Nobody ever really dies as long as there are people left behind to remember and share their memories of the deceased.

Saroyan’s portrait of small town life rings so true because he was raised in a similar small town under similar familial conditions. This attention to detail is very likely one of the aspects that allow it to be uncompromising sentimental without ever devolving into an insipid and treacly feel-good novel. Another element at work in this alchemy is the lingering presence of the dead soldier, Marcus. That cloud of bitter realism hangs over every scene of simple small town domesticity that Saroyan paints like a French Impressionist. The result is that when nothing in the book is anywhere near to being exactly like what you may remember about growing up, so many things are familiar enough to make it seem like something you might remember.

On February 4, 1943 The Human Comedy was published as a novel. A month later, a film version starring Mickey Rooney hit theaters. Under normal circumstances, that would make it one of the quickest book-to-film adaptations of all time. The Human Comedy was not created by William Saroyan under normal circumstances, however. The movie script actually came first, but after what is commonly referred to as “artistic differences” Saroyan cut and ran from his screenwriting job and set about turning his script into a novel.

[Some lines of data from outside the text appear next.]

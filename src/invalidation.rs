//! Bulk invalidation across both tiers.
//!
//! Two matchers are offered:
//! - [`Invalidator::invalidate_pattern`]: raw substring containment. Cheap but
//!   coarse; `"blog"` also hits `"weblog_..."`.
//! - [`Invalidator::invalidate_namespace`]: hierarchical match on keys built
//!   as `domain:entity_<digest>`. `"blog"` hits `blog_*` and `blog:*` only.

use std::sync::Arc;

use serde::Serialize;
use tracing::{info, warn};

use crate::cache::TieredCache;

/// Separator between namespace segments.
pub const NAMESPACE_SEPARATOR: char = ':';

// == Cache Domain ==
/// Logical content domains of the host application.
#[derive(Debug, Clone, Copy, PartialEq, Eq, Hash)]
pub enum CacheDomain {
    Blog,
    Products,
    Pages,
}

impl CacheDomain {
    pub fn namespace(&self) -> &'static str {
        match self {
            CacheDomain::Blog => "blog",
            CacheDomain::Products => "products",
            CacheDomain::Pages => "pages",
        }
    }

    /// Key prefix for an entity within this domain, e.g. `blog:list`.
    pub fn prefix(&self, entity: &str) -> String {
        format!("{}{NAMESPACE_SEPARATOR}{entity}", self.namespace())
    }
}

// == Invalidation Report ==
#[derive(Debug, Clone, Copy, Default, PartialEq, Eq, Serialize)]
pub struct InvalidationReport {
    pub memory_removed: usize,
    pub disk_removed: usize,
}

impl InvalidationReport {
    pub fn total(&self) -> usize {
        self.memory_removed + self.disk_removed
    }
}

/// Whether `key` lives in namespace `ns`: equal to it, or continuing it with
/// `:` (a sub-namespace) or `_` (a generated key suffix).
pub fn namespace_matches(ns: &str, key: &str) -> bool {
    match key.strip_prefix(ns) {
        Some("") => true,
        Some(rest) => rest.starts_with(NAMESPACE_SEPARATOR) || rest.starts_with('_'),
        None => false,
    }
}

// == Invalidator ==
/// Removes groups of entries from both tiers.
#[derive(Debug, Clone)]
pub struct Invalidator {
    cache: Arc<TieredCache>,
}

impl Invalidator {
    pub fn new(cache: Arc<TieredCache>) -> Self {
        Self { cache }
    }

    /// Removes every key containing `substring`. An empty pattern removes nothing.
    pub async fn invalidate_pattern(&self, substring: &str) -> InvalidationReport {
        if substring.is_empty() {
            warn!("Ignoring empty invalidation pattern");
            return InvalidationReport::default();
        }

        let (memory_removed, disk_removed) = self
            .cache
            .remove_matching(|key| key.contains(substring))
            .await;
        let report = InvalidationReport {
            memory_removed,
            disk_removed,
        };

        info!(
            pattern = substring,
            memory_removed, disk_removed, "Invalidated cache entries by pattern"
        );
        report
    }

    /// Removes every key in namespace `ns` (see [`namespace_matches`]).
    pub async fn invalidate_namespace(&self, ns: &str) -> InvalidationReport {
        if ns.is_empty() {
            warn!("Ignoring empty invalidation namespace");
            return InvalidationReport::default();
        }

        let (memory_removed, disk_removed) = self
            .cache
            .remove_matching(|key| namespace_matches(ns, key))
            .await;

        info!(
            namespace = ns,
            memory_removed, disk_removed, "Invalidated cache namespace"
        );
        InvalidationReport {
            memory_removed,
            disk_removed,
        }
    }

    pub async fn invalidate_domain(&self, domain: CacheDomain) -> InvalidationReport {
        self.invalidate_namespace(domain.namespace()).await
    }

    pub async fn invalidate_blog(&self) -> InvalidationReport {
        self.invalidate_domain(CacheDomain::Blog).await
    }

    pub async fn invalidate_products(&self) -> InvalidationReport {
        self.invalidate_domain(CacheDomain::Products).await
    }

    pub async fn invalidate_pages(&self) -> InvalidationReport {
        self.invalidate_domain(CacheDomain::Pages).await
    }
}
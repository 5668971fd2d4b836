//! Configuration Module
//!
//! Handles loading cache configuration from environment variables.

use std::env;
use std::path::PathBuf;
use std::time::Duration;

/// Default capacity of the memory tier.
pub const DEFAULT_MAX_ENTRIES: usize = 100;
/// Default TTL for entries stored without an explicit TTL (5 minutes).
pub const DEFAULT_TTL: Duration = Duration::from_secs(5 * 60);
/// Default janitor interval (10 minutes).
pub const DEFAULT_CLEANUP_INTERVAL: Duration = Duration::from_secs(10 * 60);

/// Cache configuration parameters.
///
/// All values can be configured via environment variables with sensible defaults.
#[derive(Debug, Clone)]
pub struct Config {
    /// Directory holding one JSON file per durable entry
    pub cache_dir: PathBuf,
    /// Soft cap on the number of entries in the memory tier
    pub max_entries: usize,
    /// TTL applied when a caller does not pass one
    pub default_ttl: Duration,
    /// Interval between background cleanup cycles
    pub cleanup_interval: Duration,
}

impl Config {
    /// Creates a new Config by loading values from environment variables.
    ///
    /// # Environment Variables
    /// - `CACHE_DIR` - Durable cache directory (default: `.cache`)
    /// - `CACHE_MAX_ENTRIES` - Memory tier soft cap (default: 100)
    /// - `CACHE_DEFAULT_TTL_MS` - Default TTL in milliseconds (default: 300000)
    /// - `CACHE_CLEANUP_INTERVAL_SECS` - Janitor interval in seconds (default: 600)
    pub fn from_env() -> Self {
        let defaults = Self::default();
        Self {
            cache_dir: env::var("CACHE_DIR")
                .ok()
                .filter(|v| !v.is_empty())
                .map(PathBuf::from)
                .unwrap_or(defaults.cache_dir),
            max_entries: env::var("CACHE_MAX_ENTRIES")
                .ok()
                .and_then(|v| v.parse().ok())
                .unwrap_or(defaults.max_entries),
            default_ttl: env::var("CACHE_DEFAULT_TTL_MS")
                .ok()
                .and_then(|v| v.parse().ok())
                .filter(|ms: &u64| *ms > 0)
                .map(Duration::from_millis)
                .unwrap_or(defaults.default_ttl),
            cleanup_interval: env::var("CACHE_CLEANUP_INTERVAL_SECS")
                .ok()
                .and_then(|v| v.parse().ok())
                .filter(|secs: &u64| *secs > 0)
                .map(Duration::from_secs)
                .unwrap_or(defaults.cleanup_interval),
        }
    }
}

impl Default for Config {
    fn default() -> Self {
        Self {
            cache_dir: PathBuf::from(".cache"),
            max_entries: DEFAULT_MAX_ENTRIES,
            default_ttl: DEFAULT_TTL,
            cleanup_interval: DEFAULT_CLEANUP_INTERVAL,
        }
    }
}
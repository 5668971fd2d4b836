//! Per-key in-flight registry.
//!
//! Callers for the same key serialize on one async mutex. The holder computes
//! and writes the cache; waiters wake afterwards and read the cached value.

use std::sync::Arc;

use dashmap::mapref::entry::Entry;
use dashmap::DashMap;
use tokio::sync::{Mutex, OwnedMutexGuard};

/// One key's lock and the number of callers holding or waiting on it.
#[derive(Debug, Default)]
struct Flight {
    lock: Arc<Mutex<()>>,
    users: usize,
}

/// Registry of in-flight computations keyed by cache key.
#[derive(Debug, Clone, Default)]
pub struct SingleFlight {
    flights: Arc<DashMap<String, Flight>>,
}

impl SingleFlight {
    pub fn new() -> Self {
        Self::default()
    }

    /// Waits until no other caller holds `key`, then claims it.
    ///
    /// The caller is registered before it starts waiting, so dropping this
    /// future mid-wait still unregisters it.
    pub async fn acquire(&self, key: &str) -> FlightGuard {
        let lock = {
            let mut flight = self.flights.entry(key.to_owned()).or_default();
            flight.users += 1;
            Arc::clone(&flight.lock)
        };

        let mut claim = FlightGuard {
            key: key.to_owned(),
            guard: None,
            flights: Arc::clone(&self.flights),
        };
        claim.guard = Some(lock.lock_owned().await);
        claim
    }

    /// Number of keys with a holder or waiters.
    pub fn in_flight(&self) -> usize {
        self.flights.len()
    }
}

/// Claim on a key; released on drop.
pub struct FlightGuard {
    key: String,
    guard: Option<OwnedMutexGuard<()>>,
    flights: Arc<DashMap<String, Flight>>,
}

impl Drop for FlightGuard {
    fn drop(&mut self) {
        self.guard.take();

        if let Entry::Occupied(mut flight) = self.flights.entry(self.key.clone()) {
            let users = &mut flight.get_mut().users;
            *users = users.saturating_sub(1);
            if *users == 0 {
                flight.remove();
            }
        }
    }
}

#[cfg(test)]
mod tests {
    use super::*;
    use std::sync::atomic::{AtomicUsize, Ordering};
    use std::time::Duration;

    #[tokio::test]
    async fn test_guard_removes_idle_entry() {
        let flights = SingleFlight::new();

        let guard = flights.acquire("k").await;
        assert_eq!(flights.in_flight(), 1);

        drop(guard);
        assert_eq!(flights.in_flight(), 0);
    }

    #[tokio::test]
    async fn test_same_key_is_serialized() {
        let flights = SingleFlight::new();
        let active = Arc::new(AtomicUsize::new(0));
        let peak = Arc::new(AtomicUsize::new(0));

        let work = |flights: SingleFlight, active: Arc<AtomicUsize>, peak: Arc<AtomicUsize>| async move {
            let _guard = flights.acquire("same").await;
            let now = active.fetch_add(1, Ordering::SeqCst) + 1;
            peak.fetch_max(now, Ordering::SeqCst);
            tokio::time::sleep(Duration::from_millis(20)).await;
            active.fetch_sub(1, Ordering::SeqCst);
        };

        tokio::join!(
            work(flights.clone(), active.clone(), peak.clone()),
            work(flights.clone(), active.clone(), peak.clone()),
            work(flights.clone(), active.clone(), peak.clone()),
        );

        assert_eq!(peak.load(Ordering::SeqCst), 1);
        assert_eq!(flights.in_flight(), 0);
    }

    #[tokio::test]
    async fn test_different_keys_do_not_block() {
        let flights = SingleFlight::new();

        let _a = flights.acquire("a").await;
        let b = tokio::time::timeout(Duration::from_millis(100), flights.acquire("b")).await;

        assert!(b.is_ok(), "Unrelated key must not wait");
        assert_eq!(flights.in_flight(), 2);
    }

    #[tokio::test]
    async fn test_timed_out_waiter_unregisters() {
        let flights = SingleFlight::new();

        let holder = flights.acquire("k").await;
        let waiter = tokio::time::timeout(Duration::from_millis(20), flights.acquire("k")).await;
        assert!(waiter.is_err());

        drop(holder);
        assert_eq!(flights.in_flight(), 0);
    }

    #[tokio::test]
    async fn test_waiter_dropped_after_holder_unregisters() {
        let flights = SingleFlight::new();

        let holder = flights.acquire("k").await;
        let mut waiter = Box::pin(flights.acquire("k"));
        tokio::select! {
            biased;
            _ = &mut waiter => panic!("Waiter must block while the key is held"),
            _ = std::future::ready(()) => {}
        }

        drop(holder);
        assert_eq!(flights.in_flight(), 1, "Pending waiter keeps the entry");

        drop(waiter);
        assert_eq!(flights.in_flight(), 0);
    }
}
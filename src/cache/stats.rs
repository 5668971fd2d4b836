//! Cache Statistics Module
//!
//! Tracks hit/miss counters across tiers and the per-tier snapshots returned
//! by `TieredCache::stats`.

use serde::Serialize;

// == Cache Counters ==
/// Running counters for tiered lookups and writes.
#[derive(Debug, Clone, Default, Serialize)]
pub struct CacheCounters {
    /// Lookups answered by the memory tier
    pub memory_hits: u64,
    /// Lookups answered by the disk tier (and promoted)
    pub disk_hits: u64,
    /// Lookups answered by neither tier
    pub misses: u64,
    /// Successful `set` calls
    pub writes: u64,
    /// `set` calls whose disk write failed
    pub failed_disk_writes: u64,
}

impl CacheCounters {
    // == Constructor ==
    /// Creates a new CacheCounters with all counters at zero.
    pub fn new() -> Self {
        Self::default()
    }

    // == Hit Rate ==
    /// Calculates the cache hit rate across both tiers.
    ///
    /// Returns hits / (hits + misses), or 0.0 if no lookups have been made.
    pub fn hit_rate(&self) -> f64 {
        let hits = self.memory_hits + self.disk_hits;
        let total = hits + self.misses;
        if total == 0 {
            0.0
        } else {
            hits as f64 / total as f64
        }
    }

    pub fn record_memory_hit(&mut self) {
        self.memory_hits += 1;
    }

    pub fn record_disk_hit(&mut self) {
        self.disk_hits += 1;
    }

    pub fn record_miss(&mut self) {
        self.misses += 1;
    }

    /// Records a write; `disk_ok` is the outcome of the durable write.
    pub fn record_write(&mut self, disk_ok: bool) {
        self.writes += 1;
        if !disk_ok {
            self.failed_disk_writes += 1;
        }
    }
}

// == Memory Stats ==
/// Snapshot of the memory tier.
#[derive(Debug, Clone, Copy, Default, PartialEq, Eq, Serialize)]
pub struct MemoryStats {
    pub total: usize,
    pub active: usize,
    pub expired: usize,
    pub max_size: usize,
}

// == Disk Stats ==
/// Snapshot of the disk tier, computed by scanning the cache directory.
#[derive(Debug, Clone, Copy, Default, PartialEq, Eq, Serialize)]
pub struct DiskStats {
    pub files: usize,
    pub expired: usize,
    pub corrupted: usize,
    pub bytes: u64,
}

// == Tiered Stats ==
/// Combined statistics for both tiers.
#[derive(Debug, Clone, Serialize)]
pub struct TieredStats {
    pub memory: MemoryStats,
    pub disk: DiskStats,
    pub counters: CacheCounters,
    pub hit_rate: f64,
}

// == Cleanup Report ==
/// Entries removed by one cleanup pass.
#[derive(Debug, Clone, Copy, Default, PartialEq, Eq, Serialize)]
pub struct CleanupReport {
    pub memory_removed: usize,
    pub disk_removed: usize,
}

impl CleanupReport {
    pub fn total(&self) -> usize {
        self.memory_removed + self.disk_removed
    }
}
//! Background Tasks Module
//!
//! Contains background tasks that run periodically for the cache's lifetime.
//!
//! # Tasks
//! - Janitor: purges expired entries from both tiers at a fixed interval

mod cleanup;

pub use cleanup::{spawn_janitor, JanitorHandle};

Eventually, the natural course of events would correct itself and the novel would be adapted for film. The first remake featured Sean Penn’s dad Leo appeared in a 1959 television production narrated by Burgess Meredith. Meg Ryan directed frequent co-star Tom Hanks in a 2015 film version retitled Ithaca. In 1984 the story was transformed into a stage musical that proved unable to transfer its huge Off-Broadway success into popularity on the Great White Way. Nevertheless, the musical has been mounted successfully in regional theaters around the globe.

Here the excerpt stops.